When it simply came time for her to stop knowing
what a piano was, or the reason for socks
or kettles, her husband sat her down
in the paisley chair that had stayed in the family
after his own mother died, covered her knees
with the afghan she knit him one year for Christmas,
and told her again how pretty she looked
and rubbed her dry little hands.
And once in a while she gestured, as though
she may have wanted to
stitch or color-the harmless afterflames of intended
motion-anything using her fingers to keep herself
from feeling the Debussy slip from them, as evening
crossed the lawn they had kept together.
As if she were trying to ask him to guide her
outside, quick, before dark,
and help her
bring the white impatiens in.
Frannie Lindsay is the winner of our Jeffrey E. Smith Prize in Poetry, and her work is featured in the latest issue of The Missouri Review (32:1). Because most of the poems in the winning submission were elegies addressed to her sister, we asked if we could feature this poem separately (it is also an elegy, addressed to a friend). This poem is previously unpublished.
Frannie Lindsay is the author of two volumes of poetry: Where She Always Was (Utah State University Press) and Lamb (Perugia Press).
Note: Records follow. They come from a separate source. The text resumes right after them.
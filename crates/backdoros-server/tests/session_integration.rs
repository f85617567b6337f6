//! End-to-end session tests over an in-memory duplex stream.
//!
//! Each test plays the client side of a connection: it reads the greeting,
//! sends command lines and checks the bytes that come back.  Collaborators
//! are simple in-memory doubles so no test touches the network or the disk.

use std::collections::HashMap;
use std::sync::{Arc, Mutex};
use std::time::Duration;

use async_trait::async_trait;
use chrono::{DateTime, Local, TimeZone};
use tokio::io::{AsyncReadExt, AsyncWriteExt, DuplexStream};
use tokio::task::JoinHandle;

use backdoros_core::{EvaluatorKind, VirtualStore};
use backdoros_server::application::collaborators::{
    Clock, CollaboratorError, Collaborators, Fetcher, LocalFileReader, PlatformInfo,
};
use backdoros_server::application::session::ShellSettings;
use backdoros_server::application::{Flow, ShellContext, ShellSession, StopReason, SystemControl};
use backdoros_server::infrastructure::network::run_connection;

// ── Test doubles ──────────────────────────────────────────────────────────────

/// Serves canned bodies for known URLs and records every request.
#[derive(Default)]
struct StaticFetcher {
    bodies: HashMap<String, Vec<u8>>,
    requests: Mutex<Vec<String>>,
}

#[async_trait]
impl Fetcher for StaticFetcher {
    async fn fetch(&self, url: &str) -> Result<Vec<u8>, CollaboratorError> {
        self.requests.lock().unwrap().push(url.to_string());
        self.bodies
            .get(url)
            .cloned()
            .ok_or_else(|| CollaboratorError::Http {
                url: url.to_string(),
                source: "404 Not Found".into(),
            })
    }
}

/// A tiny fake disk.
#[derive(Default)]
struct FakeDisk {
    files: HashMap<String, Vec<u8>>,
}

#[async_trait]
impl LocalFileReader for FakeDisk {
    async fn read_file(&self, path: &str) -> Result<Vec<u8>, CollaboratorError> {
        self.files
            .get(path)
            .cloned()
            .ok_or_else(|| CollaboratorError::NotFound(path.to_string()))
    }
}

struct FixedPlatform;

impl PlatformInfo for FixedPlatform {
    fn describe_host(&self) -> String {
        "testos-1.0-x86_64".to_string()
    }
}

/// Clock that only moves when the test advances it.
struct ManualClock {
    now: Mutex<DateTime<Local>>,
}

impl ManualClock {
    fn new() -> Self {
        let start = Local
            .with_ymd_and_hms(2026, 5, 4, 10, 0, 0)
            .single()
            .expect("unambiguous local time");
        Self {
            now: Mutex::new(start),
        }
    }

    fn advance(&self, by: chrono::Duration) {
        let mut now = self.now.lock().unwrap();
        *now += by;
    }
}

impl Clock for ManualClock {
    fn now(&self) -> DateTime<Local> {
        *self.now.lock().unwrap()
    }
}

// ── Harness ───────────────────────────────────────────────────────────────────

struct Harness {
    ctx: Arc<ShellContext>,
    clock: Arc<ManualClock>,
    fetcher: Arc<StaticFetcher>,
}

impl Harness {
    fn new(settings: ShellSettings) -> Self {
        let mut fetcher = StaticFetcher::default();
        fetcher
            .bodies
            .insert("http://files.test/payload.bin".to_string(), vec![7u8; 10]);
        let fetcher = Arc::new(fetcher);

        let mut disk = FakeDisk::default();
        disk.files
            .insert("/srv/motd".to_string(), b"welcome".to_vec());

        let clock = Arc::new(ManualClock::new());
        let ctx = Arc::new(ShellContext::new(
            Arc::new(VirtualStore::new()),
            Collaborators {
                fetcher: Arc::clone(&fetcher) as Arc<dyn Fetcher>,
                reader: Arc::new(disk),
                platform: Arc::new(FixedPlatform),
                clock: Arc::clone(&clock) as Arc<dyn Clock>,
            },
            Arc::new(SystemControl::new()),
            settings,
        ));
        Self { ctx, clock, fetcher }
    }

    /// Starts a session task and returns the client end plus the task handle.
    async fn connect(&self) -> (Client, JoinHandle<std::io::Result<Flow>>) {
        let (client, server) = tokio::io::duplex(64 * 1024);
        let session = ShellSession::new(Arc::clone(&self.ctx));
        let handle = tokio::spawn(run_connection(server, session));
        let mut client = Client { stream: client };
        let greeting = client.read_until("%> ").await;
        assert!(greeting.starts_with("BackdorOS release "));
        (client, handle)
    }
}

struct Client {
    stream: DuplexStream,
}

impl Client {
    async fn send(&mut self, bytes: &str) {
        self.stream.write_all(bytes.as_bytes()).await.unwrap();
    }

    /// Reads until the accumulated output ends with `marker`.
    async fn read_until(&mut self, marker: &str) -> String {
        let mut out = Vec::new();
        let mut buf = [0u8; 1024];
        tokio::time::timeout(Duration::from_secs(5), async {
            while !out.ends_with(marker.as_bytes()) {
                let n = self.stream.read(&mut buf).await.unwrap();
                assert!(n > 0, "connection closed before {marker:?}; got {out:?}");
                out.extend_from_slice(&buf[..n]);
            }
        })
        .await
        .expect("timed out waiting for output");
        String::from_utf8(out).unwrap()
    }

    /// Sends a line and returns the reply up to the next `%> ` prompt.
    async fn command(&mut self, line: &str) -> String {
        self.send(&format!("{line}\n")).await;
        self.read_until("%> ").await
    }

    /// Reads everything until the server closes the connection.
    async fn read_to_close(&mut self) -> String {
        let mut out = Vec::new();
        tokio::time::timeout(Duration::from_secs(5), self.stream.read_to_end(&mut out))
            .await
            .expect("timed out waiting for close")
            .unwrap();
        String::from_utf8(out).unwrap()
    }
}

// ── Greeting and dispatch ─────────────────────────────────────────────────────

#[tokio::test]
async fn test_greeting_names_version_and_platform() {
    let harness = Harness::new(ShellSettings::default());
    let (client, server) = tokio::io::duplex(4096);
    let session = ShellSession::new(Arc::clone(&harness.ctx));
    tokio::spawn(run_connection(server, session));

    let mut client = Client { stream: client };
    let greeting = client.read_until("%> ").await;

    assert_eq!(
        greeting,
        format!(
            "BackdorOS release {} on an testos-1.0-x86_64\n%> ",
            env!("CARGO_PKG_VERSION")
        )
    );
}

#[tokio::test]
async fn test_unknown_command_reply() {
    let harness = Harness::new(ShellSettings::default());
    let (mut client, _) = harness.connect().await;

    assert_eq!(client.command("foo").await, "KERNEL: Unknown command: FOO\n%> ");
}

#[tokio::test]
async fn test_command_split_across_deliveries_runs_once() {
    // Arrange
    let harness = Harness::new(ShellSettings::default());
    let (mut client, _) = harness.connect().await;
    harness.ctx.store.write("a", b"abc".to_vec());

    // Act: "DIR" and "\n" in two separate writes
    client.send("DIR").await;
    tokio::time::sleep(Duration::from_millis(20)).await;
    client.send("\n").await;
    let reply = client.read_until("%> ").await;

    // Assert
    assert_eq!(reply.matches("File(s)").count(), 1);
    assert!(reply.contains("1 File(s) 3 bytes"));
}

// ── Store commands ────────────────────────────────────────────────────────────

#[tokio::test]
async fn test_paste_then_read_round_trip() {
    let harness = Harness::new(ShellSettings::default());
    let (mut client, _) = harness.connect().await;

    client.send("WRITE - f\nhello\n").await;
    client.send("EOF\n").await;
    let commit = client.read_until("%> ").await;
    let read = client.command("READ f").await;

    assert_eq!(commit, "WRITE: Wrote 6 bytes to f\n%> ");
    assert_eq!(read, "hello\n%> ");
}

#[tokio::test]
async fn test_crlf_paste_keeps_only_the_pasted_line() {
    // Arrange
    let harness = Harness::new(ShellSettings::default());
    let (mut client, _) = harness.connect().await;

    // Act: telnet-style client terminating every line with CRLF
    client.send("WRITE - f\r\nhello\r\nEOF\r\n").await;
    let commit = client.read_until("%> ").await;
    let read = client.command("READ f").await;

    // Assert
    assert_eq!(commit, "WRITE: Wrote 7 bytes to f\n%> ");
    assert_eq!(read, "hello\r\n%> ");
    assert_eq!(harness.ctx.store.aggregate_size(), 7);
}

#[tokio::test]
async fn test_overwrite_then_read_returns_latest() {
    let harness = Harness::new(ShellSettings::default());
    let (mut client, _) = harness.connect().await;

    client.send("WRITE - f\nfirst version\nEOF\n").await;
    client.read_until("%> ").await;
    client.send("WRITE - f\nv2\nEOF\n").await;
    client.read_until("%> ").await;

    assert_eq!(client.command("READ f").await, "v2\n%> ");
    assert_eq!(harness.ctx.store.aggregate_size(), 3);
}

#[tokio::test]
async fn test_dir_after_two_writes_reports_totals() {
    let harness = Harness::new(ShellSettings::default());
    let (mut client, _) = harness.connect().await;

    client.send("WRITE - three\nab\nEOF\n").await;
    client.read_until("%> ").await;
    client.send("WRITE - five\nabcd\nEOF\n").await;
    client.read_until("%> ").await;
    let dir = client.command("dir").await;

    assert!(dir.starts_with("DIR: Listing of mem as of 2026-05-04 10:00:00\n"));
    assert!(dir.ends_with("2 File(s) 8 bytes\n%> "));
}

#[tokio::test]
async fn test_delete_missing_file_keeps_aggregate() {
    let harness = Harness::new(ShellSettings::default());
    let (mut client, _) = harness.connect().await;
    harness.ctx.store.write("keep", b"1234".to_vec());

    let reply = client.command("DELETE nothing").await;

    assert_eq!(reply, "DELETE: File not found: nothing\n%> ");
    assert_eq!(harness.ctx.store.aggregate_size(), 4);
}

#[tokio::test]
async fn test_write_from_url_and_from_disk() {
    let harness = Harness::new(ShellSettings::default());
    let (mut client, _) = harness.connect().await;

    let from_url = client.command("WRITE http://files.test/payload.bin p").await;
    let from_disk = client.command("write /srv/motd motd").await;

    assert_eq!(from_url, "WRITE: Wrote 10 bytes to p\n%> ");
    assert_eq!(from_disk, "WRITE: Wrote 7 bytes to motd\n%> ");
    assert_eq!(
        harness.fetcher.requests.lock().unwrap().as_slice(),
        ["http://files.test/payload.bin".to_string()]
    );
    assert_eq!(harness.ctx.store.aggregate_size(), 17);
}

#[tokio::test]
async fn test_failed_fetch_reports_error_and_keeps_store() {
    let harness = Harness::new(ShellSettings::default());
    let (mut client, _) = harness.connect().await;

    let reply = client.command("WRITE http://files.test/missing m").await;

    assert_eq!(reply, "WRITE: Unable to fetch http://files.test/missing\n%> ");
    assert_eq!(harness.ctx.store.count(), 0);
}

#[tokio::test]
async fn test_debug_mode_shows_error_cause() {
    let harness = Harness::new(ShellSettings::default());
    let (mut client, _) = harness.connect().await;

    client.command("DEBUG true").await;
    let reply = client.command("WRITE http://files.test/missing m").await;

    assert_eq!(
        reply,
        "WRITE: Unable to fetch http://files.test/missing: 404 Not Found\n%> "
    );
}

#[tokio::test]
async fn test_read_falls_back_to_disk_for_unknown_names() {
    let harness = Harness::new(ShellSettings::default());
    let (mut client, _) = harness.connect().await;

    assert_eq!(client.command("READ /srv/motd").await, "welcome\n%> ");
    assert_eq!(
        client.command("READ /srv/none").await,
        "READ: File not found: /srv/none\n%> "
    );
}

// ── System commands ───────────────────────────────────────────────────────────

#[tokio::test]
async fn test_uptime_uses_clock_since_start() {
    let harness = Harness::new(ShellSettings::default());
    let (mut client, _) = harness.connect().await;

    harness.clock.advance(chrono::Duration::seconds(2 * 86_400 + 61));
    let reply = client.command("UPTIME").await;

    assert_eq!(
        reply,
        "UPTIME: up 2 days, 0:01:01 since 2026-05-04 10:00:00\n%> "
    );
}

#[tokio::test]
async fn test_help_lists_commands() {
    let harness = Harness::new(ShellSettings::default());
    let (mut client, _) = harness.connect().await;

    let help = client.command("help").await;

    for name in ["WRITE", "READ", "DELETE", "DIR", "HELP", "QUIT", "REBOOT", "SHUTDOWN", "UPTIME"] {
        assert!(help.contains(name), "HELP is missing {name}");
    }
}

#[tokio::test]
async fn test_quit_closes_connection() {
    let harness = Harness::new(ShellSettings::default());
    let (mut client, handle) = harness.connect().await;

    client.send("QUIT\n").await;
    let rest = client.read_to_close().await;

    assert_eq!(rest, "Bye!\n");
    assert_eq!(handle.await.unwrap().unwrap(), Flow::Close);
    assert!(harness.ctx.control.is_running(), "QUIT must not stop the server");
}

#[tokio::test]
async fn test_shutdown_closes_connection_and_stops_admissions() {
    let harness = Harness::new(ShellSettings::default());
    let (mut client, handle) = harness.connect().await;

    client.send("SHUTDOWN\n").await;
    client.read_to_close().await;

    assert_eq!(
        handle.await.unwrap().unwrap(),
        Flow::Stop(StopReason::Shutdown)
    );
    assert_eq!(harness.ctx.control.stop_reason(), Some(StopReason::Shutdown));
}

#[tokio::test]
async fn test_peer_close_mid_paste_is_implicit_quit() {
    let harness = Harness::new(ShellSettings::default());
    let (mut client, handle) = harness.connect().await;

    client.send("WRITE - f\npartial\n").await;
    drop(client);

    assert_eq!(handle.await.unwrap().unwrap(), Flow::Close);
    assert_eq!(harness.ctx.store.count(), 0);
}

// ── REPL ──────────────────────────────────────────────────────────────────────

#[tokio::test]
async fn test_repl_session_with_calc_evaluator() {
    let harness = Harness::new(ShellSettings::default());
    let (mut client, _) = harness.connect().await;

    client.send("REPL\n").await;
    client.read_until(">>> ").await;
    client.send("x = 6\n").await;
    assert_eq!(client.read_until(">>> ").await, ">>> ");
    client.send("x * 7\n").await;
    assert_eq!(client.read_until(">>> ").await, "42\n>>> ");
    client.send("exit()\n").await;

    assert_eq!(client.read_until("%> ").await, "End of REPL\n%> ");
}

#[tokio::test]
async fn test_concurrent_repls_do_not_share_output() {
    let harness = Harness::new(ShellSettings {
        evaluator: EvaluatorKind::Echo,
        ..ShellSettings::default()
    });
    let (mut alice, _) = harness.connect().await;
    let (mut bob, _) = harness.connect().await;

    alice.send("REPL\n").await;
    alice.read_until(">>> ").await;
    bob.send("REPL\n").await;
    bob.read_until(">>> ").await;

    alice.send("alice-line\n").await;
    bob.send("bob-line\n").await;

    assert_eq!(alice.read_until(">>> ").await, "alice-line\n>>> ");
    assert_eq!(bob.read_until(">>> ").await, "bob-line\n>>> ");
}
Her recent work has appeared in The Yale Review, Southern Humanities Review, The Georgia Review, Southern Review, Field, Black Warrior Review, and elsewhere. She has received fellowships from the National Endowment for the ARts and the Massachusetts Cultural Council.
Featuring work by M.C. Armstrong, John W. Evans, Benjamin S. Grossberg, Becky Adnot Haynes, Nathan Hogan, Jonathan Johnson, Devin Murphy, Wade Ostrowski, and Sharon Solwitz... and an interview with Natasha Trethewey.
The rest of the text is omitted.